Abriu a geladeira e abriu uma garrafa de vinho só para ela, e continuou o seu jantar, agora, só pra ela, e num repente egoísta, sentiu-se bem por estar solitária, soltou os cabelos, desabotoou dois botões da camisa, e conforme a garrafa de vinho ficava vazia mais linda se sentia.

E ao terminar de preparar o jantar, arrumou a mesa, só pra si, acendeu o castiçal, apagou as luzes e abriu mais uma garrafa, tinha se esquecido de como era bom aquele vinho, serviu-se e saboreou lentamente, sem nenhum pedido para interromper sua degustação, como era bom comer em paz, sem sermões do jantar, sem amolações cotidianas, se fartou de sua comida.

Agora descalça, retirou a mesa, deixando as velas acesas, lavou a louça, pegou o castiçal e o levou ao banheiro, ligando a água morna e deixando a banheira encher. Voltou à cozinha, abriu mais uma garrafa e voltou ao banheiro, tirou a roupa sem pressa, viu a queda de cada peça, como era bom estar sozinha, um pé dentro da banheira, depois o outro, e foi descendo lentamente seu corpo, e foi tomada por aquele arrepio prazeroso. Ajeitou-se colocando uma toalha para amparar a cabeça, e não largava a taça, nem se lembrava há quanto tempo não tomava um banho morno, demorado, há quanto tempo não se olhava, seu rosto parecia cansado, mas ainda era bonita, se observava no espelho ao lado da banheira que ia ficando cada vez mais embaçado.
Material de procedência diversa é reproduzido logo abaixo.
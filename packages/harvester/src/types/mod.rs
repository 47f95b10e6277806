//! Data types shared across the harvester.

pub mod config;
pub mod listing;
pub mod record;
pub mod section;
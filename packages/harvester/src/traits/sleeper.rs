//! Sleeper trait so backoff can be observed and skipped in tests.

use async_trait::async_trait;
use std::time::Duration;

#[async_trait]
pub trait Sleeper: Send + Sync {
    async fn sleep(&self, duration: Duration);
}

/// Real sleeps on the tokio timer.
#[derive(Debug, Clone, Copy, Default)]
pub struct TokioSleeper;

#[async_trait]
impl Sleeper for TokioSleeper {
    async fn sleep(&self, duration: Duration) {
        tokio::time::sleep(duration).await;
    }
}
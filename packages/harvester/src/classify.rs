//! Section classifier.
//!
//! Picks the list items of a listing page and files each one under a
//! [`SectionBucket`] by looking up the nearest ancestor's `data-scroll-id`
//! in the mapping table.

use std::sync::LazyLock;

use scraper::{ElementRef, Html, Selector};

use crate::types::section::{ClassifiedSection, SectionBucket};

/// List items under the known container classes, or carrying a technology marker.
static ITEM_SELECTOR: LazyLock<Selector> = LazyLock::new(|| {
    Selector::parse(
        "li.offer-view_tkzmjn3, \
         li.offer-view_catru5k, \
         li[data-test='item-technologies-os'], \
         li[data-test^='item-technologies']",
    )
    .expect("static selector")
});

static OS_MASK_SELECTOR: LazyLock<Selector> =
    LazyLock::new(|| Selector::parse("mask[id]").expect("static selector"));

const OS_MARKER: &str = "item-technologies-os";
const OS_ID_PREFIX: &str = "gp_system_";
const SCROLL_ANCHOR_ATTR: &str = "data-scroll-id";

/// Classify every matching list item of a parsed page.
///
/// A page with no matching items yields an empty map.
pub fn classify(document: &Html) -> ClassifiedSection {
    let mut sections = ClassifiedSection::new();

    for item in document.select(&ITEM_SELECTOR) {
        let (bucket, text) = if item.value().attr("data-test") == Some(OS_MARKER) {
            (SectionBucket::TechnologiesOs, os_label(item))
        } else {
            (bucket_from_ancestors(item), normalized_text(item))
        };
        sections.push(bucket, text);
    }

    sections
}

/// Label of an operating-system marker: the nested mask id without its
/// prefix, or the visible text when there is no such mask.
fn os_label(item: ElementRef<'_>) -> String {
    item.select(&OS_MASK_SELECTOR)
        .next()
        .and_then(|mask| mask.value().attr("id"))
        .and_then(|id| id.strip_prefix(OS_ID_PREFIX))
        .map(str::to_string)
        .unwrap_or_else(|| normalized_text(item))
}

/// First ancestor whose scroll anchor is in the mapping table decides.
fn bucket_from_ancestors(item: ElementRef<'_>) -> SectionBucket {
    item.ancestors()
        .filter_map(ElementRef::wrap)
        .filter_map(|el| el.value().attr(SCROLL_ANCHOR_ATTR))
        .find_map(SectionBucket::from_scroll_anchor)
        .unwrap_or(SectionBucket::Unknown)
}

/// Visible text with every whitespace run collapsed to one space.
pub(crate) fn normalized_text(el: ElementRef<'_>) -> String {
    el.text()
        .flat_map(str::split_whitespace)
        .collect::<Vec<_>>()
        .join(" ")
}
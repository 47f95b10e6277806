//! Section buckets and the classified-section map.
//!
//! Bucket names form a closed, versioned set. Markup the mapping table does
//! not recognize lands in [`SectionBucket::Unknown`] instead of being dropped.

use serde::{Deserialize, Serialize};
use std::collections::BTreeMap;

/// Version of the scroll-anchor mapping table. Bump when buckets or anchors change.
pub const SECTION_TABLE_VERSION: u32 = 1;

/// Semantic category a list fragment is classified into.
#[derive(Debug, Clone, Copy, PartialEq, Eq, PartialOrd, Ord, Hash, Serialize, Deserialize)]
#[serde(rename_all = "snake_case")]
pub enum SectionBucket {
    Requirements,
    Technologies,
    #[serde(rename = "technologies_expected_1")]
    TechnologiesExpected1,
    #[serde(rename = "technologies_optional_1")]
    TechnologiesOptional1,
    RequirementsExpected,
    #[serde(rename = "requirements_expected_1")]
    RequirementsExpected1,
    #[serde(rename = "requirements_expected_2")]
    RequirementsExpected2,
    RequirementsOptional,
    #[serde(rename = "requirements_optional_1")]
    RequirementsOptional1,
    #[serde(rename = "requirements_optional_2")]
    RequirementsOptional2,
    Responsibilities,
    #[serde(rename = "responsibilities_1")]
    Responsibilities1,
    #[serde(rename = "responsibilities_2")]
    Responsibilities2,
    ResponsibilitiesExpected,
    #[serde(rename = "responsibilities_expected_1")]
    ResponsibilitiesExpected1,
    #[serde(rename = "responsibilities_expected_2")]
    ResponsibilitiesExpected2,
    ResponsibilitiesOptional,
    #[serde(rename = "responsibilities_optional_1")]
    ResponsibilitiesOptional1,
    #[serde(rename = "responsibilities_optional_2")]
    ResponsibilitiesOptional2,
    ResponsibilitiesHeader,
    MissionsHeader,
    RequirementsHeader,
    Offered,
    TechnologiesOs,
    Unknown,
}

impl SectionBucket {
    /// Every bucket, in serialization order.
    pub const ALL: [SectionBucket; 25] = [
        Self::Requirements,
        Self::Technologies,
        Self::TechnologiesExpected1,
        Self::TechnologiesOptional1,
        Self::RequirementsExpected,
        Self::RequirementsExpected1,
        Self::RequirementsExpected2,
        Self::RequirementsOptional,
        Self::RequirementsOptional1,
        Self::RequirementsOptional2,
        Self::Responsibilities,
        Self::Responsibilities1,
        Self::Responsibilities2,
        Self::ResponsibilitiesExpected,
        Self::ResponsibilitiesExpected1,
        Self::ResponsibilitiesExpected2,
        Self::ResponsibilitiesOptional,
        Self::ResponsibilitiesOptional1,
        Self::ResponsibilitiesOptional2,
        Self::ResponsibilitiesHeader,
        Self::MissionsHeader,
        Self::RequirementsHeader,
        Self::Offered,
        Self::TechnologiesOs,
        Self::Unknown,
    ];

    pub fn as_str(&self) -> &'static str {
        match self {
            Self::Requirements => "requirements",
            Self::Technologies => "technologies",
            Self::TechnologiesExpected1 => "technologies_expected_1",
            Self::TechnologiesOptional1 => "technologies_optional_1",
            Self::RequirementsExpected => "requirements_expected",
            Self::RequirementsExpected1 => "requirements_expected_1",
            Self::RequirementsExpected2 => "requirements_expected_2",
            Self::RequirementsOptional => "requirements_optional",
            Self::RequirementsOptional1 => "requirements_optional_1",
            Self::RequirementsOptional2 => "requirements_optional_2",
            Self::Responsibilities => "responsibilities",
            Self::Responsibilities1 => "responsibilities_1",
            Self::Responsibilities2 => "responsibilities_2",
            Self::ResponsibilitiesExpected => "responsibilities_expected",
            Self::ResponsibilitiesExpected1 => "responsibilities_expected_1",
            Self::ResponsibilitiesExpected2 => "responsibilities_expected_2",
            Self::ResponsibilitiesOptional => "responsibilities_optional",
            Self::ResponsibilitiesOptional1 => "responsibilities_optional_1",
            Self::ResponsibilitiesOptional2 => "responsibilities_optional_2",
            Self::ResponsibilitiesHeader => "responsibilities_header",
            Self::MissionsHeader => "missions_header",
            Self::RequirementsHeader => "requirements_header",
            Self::Offered => "offered",
            Self::TechnologiesOs => "technologies_os",
            Self::Unknown => "unknown",
        }
    }

    /// Resolve a `data-scroll-id` anchor value against the mapping table.
    ///
    /// Matching is case-insensitive. Returns `None` for anchors the table does
    /// not know, so the caller can keep walking up the tree.
    pub fn from_scroll_anchor(anchor: &str) -> Option<Self> {
        let bucket = match anchor.trim().to_lowercase().as_str() {
            "section-requirements" | "requirements" | "section-must-have" | "must-have" => {
                Self::Requirements
            }
            "section-technologies" => Self::Technologies,
            "technologies-expected-1" => Self::TechnologiesExpected1,
            "technologies-optional-1" => Self::TechnologiesOptional1,
            "requirements-expected" => Self::RequirementsExpected,
            "requirements-expected-1" => Self::RequirementsExpected1,
            "requirements-expected-2" => Self::RequirementsExpected2,
            "requirements-optional" => Self::RequirementsOptional,
            "requirements-optional-1" => Self::RequirementsOptional1,
            "requirements-optional-2" => Self::RequirementsOptional2,
            "section-responsibilities" | "responsibilities" => Self::Responsibilities,
            "responsibilities-1" => Self::Responsibilities1,
            "responsibilities-2" => Self::Responsibilities2,
            "responsibilities-expected" => Self::ResponsibilitiesExpected,
            "responsibilities-expected-1" => Self::ResponsibilitiesExpected1,
            "responsibilities-expected-2" => Self::ResponsibilitiesExpected2,
            "responsibilities-optional" => Self::ResponsibilitiesOptional,
            "responsibilities-optional-1" => Self::ResponsibilitiesOptional1,
            "responsibilities-optional-2" => Self::ResponsibilitiesOptional2,
            "section-responsibilities-header" => Self::ResponsibilitiesHeader,
            "section-missions-header" => Self::MissionsHeader,
            "section-requirements-header" => Self::RequirementsHeader,
            "section-offered" | "offered" | "offered-1" => Self::Offered,
            _ => return None,
        };
        Some(bucket)
    }
}

impl std::fmt::Display for SectionBucket {
    fn fmt(&self, f: &mut std::fmt::Formatter<'_>) -> std::fmt::Result {
        f.write_str(self.as_str())
    }
}

/// Text fragments grouped by bucket, in document order.
///
/// Duplicate fragments are kept; this layer does not deduplicate.
#[derive(Debug, Clone, Default, PartialEq, Eq, Serialize, Deserialize)]
#[serde(transparent)]
pub struct ClassifiedSection(BTreeMap<SectionBucket, Vec<String>>);

impl ClassifiedSection {
    pub fn new() -> Self {
        Self::default()
    }

    /// Append a fragment to the end of a bucket.
    pub fn push(&mut self, bucket: SectionBucket, text: impl Into<String>) {
        self.0.entry(bucket).or_default().push(text.into());
    }

    /// Fragments of a bucket (empty if the page had none).
    pub fn get(&self, bucket: SectionBucket) -> &[String] {
        self.0.get(&bucket).map(Vec::as_slice).unwrap_or(&[])
    }

    pub fn is_empty(&self) -> bool {
        self.0.is_empty()
    }

    /// Number of non-empty buckets.
    pub fn len(&self) -> usize {
        self.0.len()
    }

    /// Total number of fragments across buckets.
    pub fn fragment_count(&self) -> usize {
        self.0.values().map(Vec::len).sum()
    }

    /// Whether anything fell through the mapping table.
    pub fn has_unknown(&self) -> bool {
        !self.get(SectionBucket::Unknown).is_empty()
    }

    pub fn iter(&self) -> impl Iterator<Item = (&SectionBucket, &Vec<String>)> {
        self.0.iter()
    }
}

#[cfg(test)]
mod tests {
    use super::*;

    #[test]
    fn test_as_str_matches_serde_name() {
        for bucket in SectionBucket::ALL {
            let json = serde_json::to_string(&bucket).unwrap();
            assert_eq!(json, format!("\"{}\"", bucket.as_str()));
        }
    }

    #[test]
    fn test_scroll_anchor_case_insensitive() {
        assert_eq!(
            SectionBucket::from_scroll_anchor("SECTION-Requirements"),
            Some(SectionBucket::Requirements)
        );
        assert_eq!(
            SectionBucket::from_scroll_anchor("must-have"),
            Some(SectionBucket::Requirements)
        );
        assert_eq!(
            SectionBucket::from_scroll_anchor("offered-1"),
            Some(SectionBucket::Offered)
        );
        assert_eq!(SectionBucket::from_scroll_anchor("employer-name"), None);
        assert_eq!(SectionBucket::from_scroll_anchor(""), None);
    }

    #[test]
    fn test_unknown_and_os_not_reachable_from_anchors() {
        assert_eq!(SectionBucket::from_scroll_anchor("unknown"), None);
        assert_eq!(SectionBucket::from_scroll_anchor("technologies_os"), None);
    }

    #[test]
    fn test_section_preserves_order_and_duplicates() {
        let mut sections = ClassifiedSection::new();
        sections.push(SectionBucket::Technologies, "Rust");
        sections.push(SectionBucket::Technologies, "Rust");
        sections.push(SectionBucket::Technologies, "Go");

        assert_eq!(sections.get(SectionBucket::Technologies), ["Rust", "Rust", "Go"]);
        assert_eq!(sections.len(), 1);
        assert_eq!(sections.fragment_count(), 3);
        assert!(!sections.has_unknown());
    }

    #[test]
    fn test_section_serializes_as_object() {
        let mut sections = ClassifiedSection::new();
        sections.push(SectionBucket::RequirementsExpected1, "3 years");
        sections.push(SectionBucket::Unknown, "misc");

        let value = serde_json::to_value(&sections).unwrap();
        assert_eq!(
            value,
            serde_json::json!({
                "requirements_expected_1": ["3 years"],
                "unknown": ["misc"],
            })
        );

        let back: ClassifiedSection = serde_json::from_value(value).unwrap();
        assert_eq!(back, sections);
    }
}
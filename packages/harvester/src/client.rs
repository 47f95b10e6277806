//! HTTP client factory.
//!
//! Builds one `reqwest::Client` per worker with browser-like headers and a
//! bounded connection pool. reqwest never retries on its own, so every
//! retry decision stays in [`crate::fetch`].

use std::time::Duration;

use reqwest::header::{self, HeaderMap, HeaderValue};
use tracing::debug;

use crate::error::{HarvestError, Result};
use crate::traits::transport::ReqwestTransport;
use crate::types::config::HarvestConfig;

const MAX_CONNECT_TIMEOUT: Duration = Duration::from_secs(10);
const POOL_IDLE_TIMEOUT: Duration = Duration::from_secs(90);
const MAX_REDIRECTS: usize = 5;

fn default_headers() -> HeaderMap {
    let mut headers = HeaderMap::new();
    headers.insert(
        header::ACCEPT,
        HeaderValue::from_static(
            "text/html,application/xhtml+xml,application/xml;q=0.9,image/webp,*/*;q=0.8",
        ),
    );
    headers.insert(
        header::ACCEPT_LANGUAGE,
        HeaderValue::from_static("pl-PL,pl;q=0.9,en-US;q=0.8,en;q=0.5"),
    );
    // No brotli: keeps decoder memory down on long runs
    headers.insert(
        header::ACCEPT_ENCODING,
        HeaderValue::from_static("gzip, deflate"),
    );
    headers.insert(header::CONNECTION, HeaderValue::from_static("keep-alive"));
    headers.insert(
        header::UPGRADE_INSECURE_REQUESTS,
        HeaderValue::from_static("1"),
    );
    headers
}

/// Build the client for one worker.
pub fn build_client(config: &HarvestConfig, worker_index: usize) -> Result<reqwest::Client> {
    let user_agent = config.user_agent_for(worker_index);
    debug!(worker = worker_index, user_agent = %user_agent, "Building HTTP client");

    reqwest::Client::builder()
        .timeout(config.request_timeout)
        .connect_timeout(config.request_timeout.min(MAX_CONNECT_TIMEOUT))
        .user_agent(user_agent)
        .default_headers(default_headers())
        .pool_max_idle_per_host(config.effective_pool_size())
        .pool_idle_timeout(POOL_IDLE_TIMEOUT)
        .redirect(reqwest::redirect::Policy::limited(MAX_REDIRECTS))
        .build()
        .map_err(HarvestError::Client)
}

/// Build a worker's transport around a fresh client.
pub fn build_transport(config: &HarvestConfig, worker_index: usize) -> Result<ReqwestTransport> {
    build_client(config, worker_index).map(ReqwestTransport::new)
}

#[cfg(test)]
mod tests {
    use super::*;

    #[test]
    fn test_default_headers() {
        let headers = default_headers();
        assert_eq!(headers[header::ACCEPT_ENCODING], "gzip, deflate");
        assert!(headers.contains_key(header::ACCEPT));
        assert!(headers.contains_key(header::ACCEPT_LANGUAGE));
    }

    #[test]
    fn test_build_client_per_worker() {
        let config = HarvestConfig::new().with_workers(3);
        for worker in 0..3 {
            assert!(build_client(&config, worker).is_ok());
        }
    }
}
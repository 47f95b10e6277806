//! Incremental persistence log.
//!
//! Append-only NDJSON file plus the set of URLs already persisted. Exactly one
//! task owns a `PersistenceLog`, which makes it the single serialization point
//! for appends.
//!
//! Per candidate record: `fetched -> dedup-checked -> appended | skipped-duplicate`.

use std::collections::HashSet;
use std::io::SeekFrom;
use std::path::{Path, PathBuf};

use tokio::fs::{self, File, OpenOptions};
use tokio::io::{AsyncReadExt, AsyncSeekExt, AsyncWriteExt};
use tracing::{debug, error, info, warn};

use super::snapshot::{load_snapshot, read_log};
use super::BatchPaths;
use crate::error::{StoreError, StoreResult};
use crate::traits::sink::LogSink;
use crate::types::record::JobRecord;

/// Result of offering a record to the log.
#[derive(Debug, Clone, Copy, PartialEq, Eq)]
pub enum AppendOutcome {
    Appended,
    SkippedDuplicate,
}

pub struct PersistenceLog {
    path: PathBuf,
    sink: Box<dyn LogSink>,
    seen: HashSet<String>,
    appended: usize,
}

impl PersistenceLog {
    /// Open a batch's append log, rebuilding the seen set from both the log
    /// and the batch's previous snapshot.
    ///
    /// A log whose last line was cut short by a crash is terminated with a
    /// newline first, so the next record starts on a line of its own.
    pub async fn open(paths: &BatchPaths) -> StoreResult<Self> {
        if let Some(parent) = paths.append_log.parent().filter(|p| !p.as_os_str().is_empty()) {
            fs::create_dir_all(parent)
                .await
                .map_err(|e| StoreError::io(parent, e))?;
        }

        let (logged, malformed) = read_log(&paths.append_log).await?;
        let mut seen: HashSet<String> = logged.into_iter().map(|r| r.url).collect();
        let from_log = seen.len();

        match load_snapshot(&paths.snapshot).await {
            Ok(records) => seen.extend(records.into_iter().map(|r| r.url)),
            Err(e @ StoreError::MalformedSnapshot { .. }) => {
                warn!(error = %e, "Previous snapshot unreadable, deduplicating against the log only");
            }
            Err(e) => return Err(e),
        }

        let needs_newline = ends_without_newline(&paths.append_log).await?;

        let mut file = OpenOptions::new()
            .create(true)
            .append(true)
            .open(&paths.append_log)
            .await
            .map_err(|e| StoreError::io(&paths.append_log, e))?;

        if needs_newline {
            warn!(path = %paths.append_log.display(), "Append log ends mid-line, terminating torn entry");
            file.write_all(b"\n")
                .await
                .map_err(|e| StoreError::io(&paths.append_log, e))?;
            file.flush()
                .await
                .map_err(|e| StoreError::io(&paths.append_log, e))?;
        }

        info!(
            path = %paths.append_log.display(),
            seen = seen.len(),
            from_log,
            malformed,
            "Persistence log opened"
        );

        Ok(Self {
            path: paths.append_log.clone(),
            sink: Box::new(file),
            seen,
            appended: 0,
        })
    }

    /// Route writes through a different sink, keeping the seen set.
    pub fn map_sink<F>(self, f: F) -> Self
    where
        F: FnOnce(Box<dyn LogSink>) -> Box<dyn LogSink>,
    {
        Self {
            sink: f(self.sink),
            ..self
        }
    }

    pub fn path(&self) -> &Path {
        &self.path
    }

    /// Whether a URL is already persisted (this run or earlier).
    pub fn contains(&self, url: &str) -> bool {
        self.seen.contains(url)
    }

    /// Number of distinct URLs known to be persisted.
    pub fn seen_count(&self) -> usize {
        self.seen.len()
    }

    /// Records appended through this handle.
    pub fn appended_count(&self) -> usize {
        self.appended
    }

    /// Append a record unless its URL is already persisted.
    ///
    /// The record is written as one line and flushed. A failed write is
    /// retried once; a second failure is fatal for the run.
    pub async fn append(&mut self, record: &JobRecord) -> StoreResult<AppendOutcome> {
        if self.seen.contains(&record.url) {
            debug!(url = %record.url, "Already persisted, skipping");
            return Ok(AppendOutcome::SkippedDuplicate);
        }

        let mut line = serde_json::to_vec(record)?;
        line.push(b'\n');

        if let Err(first) = self.sink.write_line(&line).await {
            warn!(url = %record.url, error = %first, "Append failed, retrying once");
            // Leading newline closes off whatever part of the first attempt landed
            let mut retry = Vec::with_capacity(line.len() + 1);
            retry.push(b'\n');
            retry.extend_from_slice(&line);

            if let Err(source) = self.sink.write_line(&retry).await {
                error!(url = %record.url, error = %source, "Append failed twice");
                return Err(StoreError::WriteFailed {
                    url: record.url.clone(),
                    path: self.path.clone(),
                    source,
                });
            }
        }

        self.seen.insert(record.url.clone());
        self.appended += 1;
        Ok(AppendOutcome::Appended)
    }

    /// Force appended data to disk and release slack memory.
    pub async fn checkpoint(&mut self) -> StoreResult<()> {
        self.sink
            .sync()
            .await
            .map_err(|e| StoreError::io(&self.path, e))?;
        self.seen.shrink_to_fit();
        Ok(())
    }

    /// Flush, sync and close the log.
    pub async fn close(mut self) -> StoreResult<()> {
        self.sink
            .finish()
            .await
            .map_err(|e| StoreError::io(&self.path, e))?;
        debug!(path = %self.path.display(), appended = self.appended, "Persistence log closed");
        Ok(())
    }
}

async fn ends_without_newline(path: &Path) -> StoreResult<bool> {
    let mut file = match File::open(path).await {
        Ok(file) => file,
        Err(e) if e.kind() == std::io::ErrorKind::NotFound => return Ok(false),
        Err(e) => return Err(StoreError::io(path, e)),
    };
    let len = file
        .metadata()
        .await
        .map_err(|e| StoreError::io(path, e))?
        .len();
    if len == 0 {
        return Ok(false);
    }

    let mut last = [0u8; 1];
    file.seek(SeekFrom::End(-1))
        .await
        .map_err(|e| StoreError::io(path, e))?;
    file.read_exact(&mut last)
        .await
        .map_err(|e| StoreError::io(path, e))?;
    Ok(last[0] != b'\n')
}

#[cfg(test)]
mod tests {
    use super::*;
    use crate::store::snapshot::compact;
    use crate::testing::FailingSink;
    use crate::types::listing::ListingDescriptor;
    use tempfile::TempDir;

    fn record(url: &str) -> JobRecord {
        JobRecord::from_descriptor(&ListingDescriptor::new(url))
    }

    #[tokio::test]
    async fn test_append_then_skip_duplicate() {
        let dir = TempDir::new().unwrap();
        let paths = BatchPaths::new(dir.path(), "b");
        let mut log = PersistenceLog::open(&paths).await.unwrap();

        assert_eq!(log.append(&record("https://x/1")).await.unwrap(), AppendOutcome::Appended);
        assert_eq!(
            log.append(&record("https://x/1")).await.unwrap(),
            AppendOutcome::SkippedDuplicate
        );
        assert_eq!(log.appended_count(), 1);
        log.close().await.unwrap();

        let raw = fs::read_to_string(&paths.append_log).await.unwrap();
        assert_eq!(raw.lines().count(), 1);
        assert!(raw.ends_with('\n'));
    }

    #[tokio::test]
    async fn test_reopen_rebuilds_seen_set() {
        let dir = TempDir::new().unwrap();
        let paths = BatchPaths::new(dir.path(), "b");

        let mut log = PersistenceLog::open(&paths).await.unwrap();
        log.append(&record("https://x/1")).await.unwrap();
        log.close().await.unwrap();

        let mut log = PersistenceLog::open(&paths).await.unwrap();
        assert!(log.contains("https://x/1"));
        assert_eq!(
            log.append(&record("https://x/1")).await.unwrap(),
            AppendOutcome::SkippedDuplicate
        );
    }

    #[tokio::test]
    async fn test_seen_set_includes_previous_snapshot() {
        let dir = TempDir::new().unwrap();
        let paths = BatchPaths::new(dir.path(), "b");

        let mut log = PersistenceLog::open(&paths).await.unwrap();
        log.append(&record("https://x/1")).await.unwrap();
        log.close().await.unwrap();
        compact(&paths).await.unwrap();

        // The log is gone but the snapshot still knows the URL
        fs::remove_file(&paths.append_log).await.unwrap();
        let log = PersistenceLog::open(&paths).await.unwrap();
        assert!(log.contains("https://x/1"));
        assert_eq!(log.seen_count(), 1);
    }

    #[tokio::test]
    async fn test_torn_tail_is_terminated_before_appending() {
        let dir = TempDir::new().unwrap();
        let paths = BatchPaths::new(dir.path(), "b");
        let good = serde_json::to_string(&record("https://x/1")).unwrap();
        fs::write(&paths.append_log, format!("{good}\n{{\"url\":\"https://x/2\",\"ti"))
            .await
            .unwrap();

        let mut log = PersistenceLog::open(&paths).await.unwrap();
        assert!(log.contains("https://x/1"));
        assert!(!log.contains("https://x/2"));
        log.append(&record("https://x/2")).await.unwrap();
        log.checkpoint().await.unwrap();
        log.close().await.unwrap();

        let report = compact(&paths).await.unwrap();
        assert_eq!(report.records, 2);
        assert_eq!(report.malformed_lines, 1);
    }

    #[tokio::test]
    async fn test_torn_multibyte_tail_keeps_later_appends() {
        let dir = TempDir::new().unwrap();
        let paths = BatchPaths::new(dir.path(), "b");

        let mut polish = record("https://x/2");
        polish.company = "Przedsiębiorstwo Łączności".to_string();
        let torn = serde_json::to_string(&polish).unwrap();
        let cut = torn.find('ę').unwrap() + 1;

        let mut content = serde_json::to_vec(&record("https://x/1")).unwrap();
        content.push(b'\n');
        content.extend_from_slice(&torn.as_bytes()[..cut]);
        fs::write(&paths.append_log, content).await.unwrap();

        let mut log = PersistenceLog::open(&paths).await.unwrap();
        assert!(log.contains("https://x/1"));
        log.append(&record("https://x/3")).await.unwrap();
        log.close().await.unwrap();

        let log = PersistenceLog::open(&paths).await.unwrap();
        assert!(log.contains("https://x/3"));
        assert!(!log.contains("https://x/2"));
        log.close().await.unwrap();

        let report = compact(&paths).await.unwrap();
        assert_eq!(report.records, 2);
        assert_eq!(report.malformed_lines, 1);
    }

    #[tokio::test]
    async fn test_second_write_failure_is_fatal() {
        let dir = TempDir::new().unwrap();
        let paths = BatchPaths::new(dir.path(), "b");
        let mut log = PersistenceLog::open(&paths)
            .await
            .unwrap()
            .map_sink(|sink| Box::new(FailingSink::after(sink, 1)) as Box<dyn LogSink>);

        log.append(&record("https://x/1")).await.unwrap();
        let err = log.append(&record("https://x/2")).await.unwrap_err();
        assert!(matches!(err, StoreError::WriteFailed { ref url, .. } if url == "https://x/2"));
        assert!(!log.contains("https://x/2"));
        log.close().await.unwrap();

        let raw = fs::read_to_string(&paths.append_log).await.unwrap();
        assert_eq!(raw.lines().count(), 1);
    }
}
O vinho fazia efeito e ela estava sonolenta e permitiu-se relaxar, soltou seus músculos rijos e tensos, e sentia-se no ventre materno, aquela sensação era muito agradável, sentiu-se amparada nos braços de sua mãe, como ela fazia falta, viu seu rosto e sentia-se embalada por ela.

Adormeceu, e o corpo foi descendo lentamente para dentro da banheira, o pescoço, os lábios, as narinas, e por um momento sentiu respirar a água, acordou assustada, e com ódio de si mesma, por todo aquele tempo perdido, saiu correndo, abriu a porta de sua casa, berrando, esbravejando desaforos, xingando os vizinhos que a incomodaram por anos, estava nua, e nem se dava conta disso.

Diante do estardalhaço todos os vizinhos saíram na janela, uns pensavam, despudorada, outros revidavam as palavras corrosivas, quando estava sem voz de tanto gritar correu, correu mais rápido que pôde, para fugir daquela realidade torpe. Não queria ser mais a senhora fulana de tal, esposa de fulano e mãe de sicrana, queria começar de novo.

Correu, pois não queria ser mais boazinha, não queria saber da moral da história, queria “encantar”, como naquelas lendas que ouvira quando menina, sobre as pessoas que foram boas na terra e “encantavam”, que era um morrer com concessão pra voltar quando quisesse aos prazeres mundanos. Ela já fora boa, já fizera sua parte, agora só voltaria para beber um bom vinho, saborear um belo prato e fazer amor com quem quisesse.

E o marido ao chegar em casa não encontrou sua mulher, ficou sabendo da sua insanidade, mandou a polícia local à sua procura, mas nada encontraram, e na manhã seguinte só se falava da mulher que saiu de casa nua e “encantou”.